Activity
Every line below that carries the word "Parser" needs to be copied.

Data provided
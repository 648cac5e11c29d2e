use std::process::ExitCode;
use std::sync::Arc;

use agile_server::services::{seed, AssetService, AuditService, DatasyncService};
use agile_server::{config::Config, db};
use anyhow::{bail, Context};
use clap::{Parser, Subcommand};
use sqlx::SqlitePool;
use tracing_subscriber::layer::SubscriberExt;
use tracing_subscriber::util::SubscriberInitExt;
use tracing_subscriber::EnvFilter;

#[derive(Parser)]
#[command(name = "agile")]
#[command(version = env!("APP_VERSION"))]
#[command(about = "IT asset lending server", long_about = None)]
struct Cli {
    /// Host to bind to (overrides HOST)
    #[arg(long)]
    host: Option<String>,

    /// Port to listen on (overrides PORT)
    #[arg(short, long)]
    port: Option<u16>,

    /// Database url (overrides DATABASE_URL)
    #[arg(short, long)]
    database: Option<String>,

    #[command(subcommand)]
    command: Option<Command>,
}

#[derive(Subcommand)]
enum Command {
    /// Migrate, seed and run the HTTP server
    Serve,
    /// Apply pending migrations
    Migrate,
    /// Drop every table, migrate again and seed
    Reset,
    /// Run one ERP sync in the foreground
    Sync,
    /// Move available assets with an open lending to "in use"
    FixStatus,
}

/// `RUST_LOG` wins; otherwise `DEBUG=true` selects debug level.
fn init_tracing() {
    let debug = std::env::var("DEBUG")
        .map(|v| v.eq_ignore_ascii_case("true"))
        .unwrap_or(false);
    let default_level = if debug { "debug" } else { "info" };
    let filter =
        EnvFilter::try_from_default_env().unwrap_or_else(|_| EnvFilter::new(default_level));

    let json = std::env::var("LOG_FORMAT")
        .map(|v| v.eq_ignore_ascii_case("json"))
        .unwrap_or(false);
    if json {
        tracing_subscriber::registry()
            .with(filter)
            .with(tracing_subscriber::fmt::layer().json())
            .init();
    } else {
        tracing_subscriber::registry()
            .with(filter)
            .with(tracing_subscriber::fmt::layer())
            .init();
    }
}

async fn open_pool(config: &Config) -> anyhow::Result<SqlitePool> {
    db::create_pool(&config.database_url, config.max_connections)
        .await
        .with_context(|| format!("Failed to open database {}", config.database_url))
}

async fn migrate(config: &Config) -> anyhow::Result<()> {
    let pool = open_pool(config).await?;
    db::run_migrations(&pool)
        .await
        .context("Failed to apply migrations")?;
    pool.close().await;
    Ok(())
}

async fn reset(config: &Config) -> anyhow::Result<()> {
    let pool = open_pool(config).await?;
    db::reset(&pool).await.context("Failed to reset database")?;
    seed::run(&pool, &config.super_user_password).await;
    pool.close().await;
    Ok(())
}

async fn sync(config: &Config) -> anyhow::Result<()> {
    let pool = open_pool(config).await?;
    db::run_migrations(&pool).await?;

    let Some(source) = agile_server::connect_totvs(config).await else {
        bail!("No ERP database available, set TOTVS_DATABASE_URL");
    };
    let report = DatasyncService::new(pool.clone(), source).run().await?;
    pool.close().await;

    for (kind, count) in &report.synced {
        println!("{}: {} changed", kind, count);
    }
    if !report.is_success() {
        bail!("Sync failed for {:?}", report.failed);
    }
    Ok(())
}

async fn fix_status(config: &Config) -> anyhow::Result<()> {
    let pool = open_pool(config).await?;
    db::run_migrations(&pool).await?;

    let audit = Arc::new(AuditService::new(pool.clone()));
    let fixed = AssetService::new(pool.clone(), audit)
        .fix_status()
        .await
        .context("Failed to fix asset statuses")?;
    pool.close().await;

    println!("{} assets fixed", fixed);
    Ok(())
}

async fn run(cli: Cli) -> anyhow::Result<()> {
    init_tracing();

    let mut config = Config::from_env().context("Invalid configuration")?;
    if let Some(host) = cli.host {
        config.host = host;
    }
    if let Some(port) = cli.port {
        config.port = port;
    }
    if let Some(database) = cli.database {
        config.database_url = database;
    }

    match cli.command.unwrap_or(Command::Serve) {
        Command::Serve => {
            tracing::info!("agile {}", env!("APP_VERSION"));
            agile_server::run_server(config)
                .await
                .map_err(|e| anyhow::anyhow!("{}", e))
        }
        Command::Migrate => match migrate(&config).await {
            Ok(()) => {
                println!("Migrations applied successfully");
                Ok(())
            }
            Err(e) => {
                println!("Migrations failed");
                Err(e)
            }
        },
        Command::Reset => reset(&config).await,
        Command::Sync => sync(&config).await,
        Command::FixStatus => fix_status(&config).await,
    }
}

#[tokio::main]
async fn main() -> ExitCode {
    let cli = Cli::parse();

    match run(cli).await {
        Ok(()) => ExitCode::SUCCESS,
        Err(e) => {
            eprintln!("Error: {:#}", e);
            ExitCode::FAILURE
        }
    }
}
/// Every stored column of an employee, as written by create and update
#[derive(Debug, Clone, Default)]
pub struct EmployeeData {
    pub code: String,
    pub full_name: String,
    pub taxpayer_identification: String,
    pub national_identification: Option<String>,
    pub job_position: Option<String>,
    pub status: String,
    pub address: Option<String>,
    pub cell_phone: Option<String>,
    pub email: Option<String>,
    pub birthday: Option<NaiveDate>,
    pub manager: Option<String>,
    pub admission_date: Option<NaiveDate>,
    pub registration: Option<String>,
    pub legal_person: bool,
    pub role_id: Option<i64>,
    pub nationality_id: Option<i64>,
    pub marital_status_id: Option<i64>,
    pub gender_id: Option<i64>,
    pub educational_level_id: Option<i64>,
    pub employer_name: Option<String>,
    pub employer_address: Option<String>,
    pub employer_number: Option<String>,
    pub employer_contract_object: Option<String>,
    pub employer_contract_date: Option<NaiveDate>,
    pub employer_end_contract_date: Option<NaiveDate>,
}

impl From<&Employee> for EmployeeData {
    fn from(employee: &Employee) -> Self {
        Self {
            code: employee.code.clone(),
            full_name: employee.full_name.clone(),
            taxpayer_identification: employee.taxpayer_identification.clone(),
            national_identification: employee.national_identification.clone(),
            job_position: employee.job_position.clone(),
            status: employee.status.clone(),
            address: employee.address.clone(),
            cell_phone: employee.cell_phone.clone(),
            email: employee.email.clone(),
            birthday: employee.birthday,
            manager: employee.manager.clone(),
            admission_date: employee.admission_date,
            registration: employee.registration.clone(),
            legal_person: employee.legal_person,
            role_id: employee.role.as_ref().map(|r| r.id),
            nationality_id: employee.nationality.as_ref().map(|r| r.id),
            marital_status_id: employee.marital_status.as_ref().map(|r| r.id),
            gender_id: employee.gender.as_ref().map(|r| r.id),
            educational_level_id: employee.educational_level.as_ref().map(|r| r.id),
            employer_name: employee.employer_name.clone(),
            employer_address: employee.employer_address.clone(),
            employer_number: employee.employer_number.clone(),
            employer_contract_object: employee.employer_contract_object.clone(),
            employer_contract_date: employee.employer_contract_date,
            employer_end_contract_date: employee.employer_end_contract_date,
        }
    }
}

pub struct EmployeeRepository;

Answer box
use clap::{Parser, Subcommand};
#[derive(Parser)]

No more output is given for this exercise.